> [ABOUT THIS TASK]: If a line in the listing below includes the string "PublicUser", pull it out.
⁂
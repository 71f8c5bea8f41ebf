use std::net::SocketAddr;

use axum::{routing::get, Router};
use tower_http::{cors::CorsLayer, trace::TraceLayer};

use crate::{auth, state::AppState};

pub fn build_app(state: AppState) -> Router {
    let upload_limit = state.config.upload_max_bytes;
    let api = Router::new()
        .merge(auth::router(upload_limit))
        .route("/health", get(|| async { "ok" }));

    Router::new()
        .nest("/api/v1", api)
        .with_state(state)
        .layer(CorsLayer::permissive())
        .layer(
            TraceLayer::new_for_http()
                .make_span_with(|req: &axum::http::Request<_>| {
                    let method = req.method().clone();
                    let uri = req.uri().clone();
                    tracing::info_span!(
                        "http_request",
                        %method,
                        uri = %uri,
                        status = tracing::field::Empty
                    )
                })
                .on_response(
                    |res: &axum::http::Response<_>,
                     latency: std::time::Duration,
                     span: &tracing::Span| {
                        let status = res.status();
                        span.record("status", tracing::field::display(status));
                        let latency_ms = latency.as_millis() as u64;
                        if status.is_server_error() {
                            tracing::error!(%status, latency_ms, "response");
                        } else {
                            tracing::info!(%status, latency_ms, "response");
                        }
                    },
                ),
        )
}

pub async fn serve(app: Router) -> anyhow::Result<()> {
    let addr: SocketAddr = format!(
        "{}:{}",
        std::env::var("APP_HOST").unwrap_or_else(|_| "0.0.0.0".into()),
        std::env::var("APP_PORT").unwrap_or_else(|_| "8080".into())
    )
    .parse()?;

    tracing::info!("listening on {}", addr);
    let listener = tokio::net::TcpListener::bind(addr).await?;
    axum::serve(listener, app).await?;
    Ok(())
}
use serde::Serialize;
use sqlx::FromRow;
use thiserror::Error;
use time::OffsetDateTime;
use uuid::Uuid;

/// User record in the database. Deliberately not `Serialize`: it only
/// leaves the service as a [`PublicUser`].
#[derive(Debug, Clone, FromRow)]
pub struct User {
    pub id: Uuid,
    pub username: String,
    pub email: String,
    pub full_name: String,
    pub password_hash: String,         // Argon2 PHC string
    pub avatar: String,                // public URL
    pub cover_image: String,           // public URL or empty
    pub refresh_token: Option<String>, // None = no live session
    pub created_at: OffsetDateTime,
    pub updated_at: OffsetDateTime,
}

/// Fields needed to insert a user.
#[derive(Debug, Clone)]
pub struct NewUser {
    pub username: String,
    pub email: String,
    pub full_name: String,
    pub password_hash: String,
    pub avatar: String,
    pub cover_image: String,
}

/// Identity projection returned to clients.
#[derive(Debug, Clone, PartialEq, Eq, Serialize)]
#[serde(rename_all = "camelCase")]
pub struct PublicUser {
    pub id: Uuid,
    pub username: String,
    pub email: String,
    pub full_name: String,
    pub avatar: String,
    pub cover_image: String,
    #[serde(with = "time::serde::rfc3339")]
    pub created_at: OffsetDateTime,
    #[serde(with = "time::serde::rfc3339")]
    pub updated_at: OffsetDateTime,
}

impl From<&User> for PublicUser {
    fn from(user: &User) -> Self {
        Self {
            id: user.id,
            username: user.username.clone(),
            email: user.email.clone(),
            full_name: user.full_name.clone(),
            avatar: user.avatar.clone(),
            cover_image: user.cover_image.clone(),
            created_at: user.created_at,
            updated_at: user.updated_at,
        }
    }
}

#[derive(Debug, Error)]
pub enum StoreError {
    #[error("user not found")]
    NotFound,

    #[error("user already exists")]
    Conflict,

    #[error("credential store unavailable: {0}")]
    Unavailable(#[from] anyhow::Error),
}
⁂
> [TASK RESPONSE]:
/// leaves the service as a [`PublicUser`].
pub struct PublicUser {
impl From<&User> for PublicUser {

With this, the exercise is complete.